I know I’m already getting off topic a little bit since this blog should be media focused, but I hope you’ll indulge me. I have been watching the coverage of the stimulus and am surprised that there are so few creative ideas out there, so here is one I had. Tell me what you think:
We have roughly 1,000,000 non-violent offenders in jail in the US right now. It costs roughly $35,000 per inmate to house them. This means that the states and federal government are spending around $35B/year on housing these criminals. What if we drastically reduced that number AND massively increased the financial penalties. Someone like Bernard Madoff wouldn’t spend 50 years in jail but, rather, maybe 1 or 2 and would give up 95% of his net worth (all assets included). For many offenders (simple possession) this would probably mean fines of as little as perhaps $1000. If they can’t pay, they go to jail but if they can meet the fine they pay and the physical incarceration is far less. If you could average $5,000 per convict (which should be doable) then you are raising another $5B. That means a swing of $40B/year between cost cutting and revenue. Not too shabby. Carve out a chunk of that for education and community law enforcement (and parole managers) and you still come out WAY ahead.

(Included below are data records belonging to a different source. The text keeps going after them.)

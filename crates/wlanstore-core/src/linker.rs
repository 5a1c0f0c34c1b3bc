// ── Profile linking ──
//
// Two credentialed profiles are "linked" when the evidence says they are
// the same physical network (dual-band APs broadcasting two SSIDs, for
// instance). Links widen the channel set used for partial scans.

use crate::config::RepositoryConfig;
use crate::model::NetworkProfile;
use crate::scan::ScanDetailCache;

/// BSSIDs sharing this many leading characters count as the same AP.
const BSSID_PREFIX_LEN: usize = 16;

#[derive(Debug, Clone, Copy, PartialEq, Eq)]
pub enum LinkDecision {
    Link,
    Unlink,
    /// Not enough evidence either way; keep whatever is recorded.
    Leave,
}

/// Only PSK, SAE and EAP profiles that are not ephemeral take part.
pub fn is_linkable(profile: &NetworkProfile) -> bool {
    !profile.ephemeral && profile.security_type().is_linkable()
}

/// Decide whether `a` and `b` should be linked.
pub fn decide(
    a: &NetworkProfile,
    a_cache: Option<&ScanDetailCache>,
    b: &NetworkProfile,
    b_cache: Option<&ScanDetailCache>,
    config: &RepositoryConfig,
) -> LinkDecision {
    if a.network_id == b.network_id || a.config_key() == b.config_key() {
        return LinkDecision::Leave;
    }
    if !is_linkable(a) || !is_linkable(b) {
        return LinkDecision::Leave;
    }
    if config.only_link_same_credential_configurations && a.pre_shared_key != b.pre_shared_key {
        return LinkDecision::Leave;
    }

    if let (Some(gw_a), Some(gw_b)) = (&a.default_gw_mac, &b.default_gw_mac) {
        return if gw_a == gw_b {
            LinkDecision::Link
        } else {
            LinkDecision::Unlink
        };
    }

    let (Some(a_cache), Some(b_cache)) = (a_cache, b_cache) else {
        return LinkDecision::Leave;
    };
    let max = config.link_max_scan_cache_entries;
    if a_cache.len() > max || b_cache.len() > max {
        return LinkDecision::Leave;
    }

    let shared_ap = a_cache.values().any(|x| {
        b_cache
            .values()
            .any(|y| bssid_prefix_matches(x.bssid.as_str(), y.bssid.as_str()))
    });
    if shared_ap {
        LinkDecision::Link
    } else {
        LinkDecision::Unlink
    }
}

fn bssid_prefix_matches(a: &str, b: &str) -> bool {
    match (a.get(..BSSID_PREFIX_LEN), b.get(..BSSID_PREFIX_LEN)) {
        (Some(a), Some(b)) => a.eq_ignore_ascii_case(b),
        _ => false,
    }
}

#[cfg(test)]
#[allow(clippy::unwrap_used)]
mod tests {
    use std::collections::BTreeSet;

    use super::*;
    use crate::model::{Credential, KeyMgmt, MacAddress, NetworkId, ScanDetail, quote_ssid};

    fn profile(id: i32, ssid: &str, mgmt: KeyMgmt) -> NetworkProfile {
        NetworkProfile {
            network_id: NetworkId::new(id),
            ssid: quote_ssid(ssid),
            allowed_key_management: BTreeSet::from([mgmt]),
            pre_shared_key: (mgmt == KeyMgmt::WpaPsk).then(|| Credential::new("\"password\"")),
            ..NetworkProfile::default()
        }
    }

    fn cache_with(id: i32, bssids: &[&str]) -> ScanDetailCache {
        let mut cache = ScanDetailCache::new(NetworkId::new(id), 192, 128);
        for (i, bssid) in bssids.iter().enumerate() {
            cache.put(ScanDetail::new(
                "x",
                MacAddress::new(bssid),
                "[WPA2-PSK-CCMP][ESS]",
                2412,
                -50,
                i64::try_from(i).unwrap(),
            ));
        }
        cache
    }

    #[test]
    fn matching_gateways_link() {
        let config = RepositoryConfig::default();
        let mut a = profile(0, "a", KeyMgmt::WpaPsk);
        let mut b = profile(1, "b", KeyMgmt::WpaPsk);
        a.default_gw_mac = Some(MacAddress::new("0f:67:ad:ef:09:34"));
        b.default_gw_mac = Some(MacAddress::new("0f:67:ad:ef:09:34"));
        assert_eq!(decide(&a, None, &b, None, &config), LinkDecision::Link);

        b.default_gw_mac = Some(MacAddress::new("0f:67:ad:ef:09:35"));
        assert_eq!(decide(&a, None, &b, None, &config), LinkDecision::Unlink);
    }

    #[test]
    fn bssid_prefix_links_without_gateway_evidence() {
        let config = RepositoryConfig::default();
        let a = profile(0, "a", KeyMgmt::WpaPsk);
        let b = profile(1, "b", KeyMgmt::WpaPsk);
        let ca = cache_with(0, &["d2:11:19:34:a5:20"]);
        let cb = cache_with(1, &["D2:11:19:34:A5:21"]);
        assert_eq!(decide(&a, Some(&ca), &b, Some(&cb), &config), LinkDecision::Link);

        let cc = cache_with(1, &["d2:11:19:34:a6:20"]);
        assert_eq!(decide(&a, Some(&ca), &b, Some(&cc), &config), LinkDecision::Unlink);
    }

    #[test]
    fn oversized_cache_disables_bssid_linking() {
        let config = RepositoryConfig::default();
        let a = profile(0, "a", KeyMgmt::WpaPsk);
        let b = profile(1, "b", KeyMgmt::WpaPsk);
        let ca = cache_with(
            0,
            &[
                "d2:11:19:34:a5:20",
                "d2:11:19:34:a5:21",
                "d2:11:19:34:a5:22",
                "d2:11:19:34:a5:23",
                "d2:11:19:34:a5:24",
                "d2:11:19:34:a5:25",
                "d2:11:19:34:a5:26",
            ],
        );
        let cb = cache_with(1, &["d2:11:19:34:a5:2f"]);
        assert_eq!(decide(&a, Some(&ca), &b, Some(&cb), &config), LinkDecision::Leave);
    }

    #[test]
    fn open_profiles_never_link() {
        let config = RepositoryConfig::default();
        let a = profile(0, "a", KeyMgmt::None);
        let b = profile(1, "b", KeyMgmt::None);
        let ca = cache_with(0, &["d2:11:19:34:a5:20"]);
        let cb = cache_with(1, &["d2:11:19:34:a5:21"]);
        assert_eq!(decide(&a, Some(&ca), &b, Some(&cb), &config), LinkDecision::Leave);
    }

    #[test]
    fn different_psks_stay_apart() {
        let config = RepositoryConfig::default();
        let mut a = profile(0, "a", KeyMgmt::WpaPsk);
        let mut b = profile(1, "b", KeyMgmt::WpaPsk);
        b.pre_shared_key = Some(Credential::new("\"other-password\""));
        a.default_gw_mac = Some(MacAddress::new("0f:67:ad:ef:09:34"));
        b.default_gw_mac = a.default_gw_mac.clone();
        assert_eq!(decide(&a, None, &b, None, &config), LinkDecision::Leave);

        let lenient = RepositoryConfig {
            only_link_same_credential_configurations: false,
            ..RepositoryConfig::default()
        };
        assert_eq!(decide(&a, None, &b, None, &lenient), LinkDecision::Link);
    }

    #[test]
    fn different_sae_passwords_stay_apart() {
        let config = RepositoryConfig::default();
        let mut a = profile(0, "a", KeyMgmt::Sae);
        let mut b = profile(1, "b", KeyMgmt::Sae);
        a.pre_shared_key = Some(Credential::new("\"password\""));
        b.pre_shared_key = Some(Credential::new("\"other-password\""));
        a.default_gw_mac = Some(MacAddress::new("0f:67:ad:ef:09:34"));
        b.default_gw_mac = a.default_gw_mac.clone();
        assert_eq!(decide(&a, None, &b, None, &config), LinkDecision::Leave);

        b.pre_shared_key = a.pre_shared_key.clone();
        assert_eq!(decide(&a, None, &b, None, &config), LinkDecision::Link);
    }
}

The notion of affixing pricing to injury dates back to biblical times and the modern law roots go back to the middle ages when the vikings established danelaw in England under which they had an elaborate system of set payments for different types of injury to others. Here is a wonderful description of it:
Anglo-Saxon kings were prolific legislators, and a number of law-codes survive from the seventh to eleventh centuries. The earliest have much in common with continental Germanic law, including a ‘personal injury tariff’ or schedule of compensation for various kinds of bodily injuries. Under seventh-century Kentish law, for instance, the sum of 12 shillings was payable for cutting off an ear, 30 shillings for disabling a shoulder, and 50 shillings for putting out an eye. Knocking out a front tooth was assessed at a higher rate of compensation than knocking out a back tooth, while a finger was worth twice as much as a toe. Homicide required payment of the wergild, literally ‘man-price’, a sum which varied according to social class.
There is a very interesting paper from a visiting professor of economics at Harvard that shows that changing marijuana policy could yield nearly $14B in savings & revenue alone (this ignores my fine-based proposal).
It’s absurd that we have over 2M people in prison – the largest prison population in the world.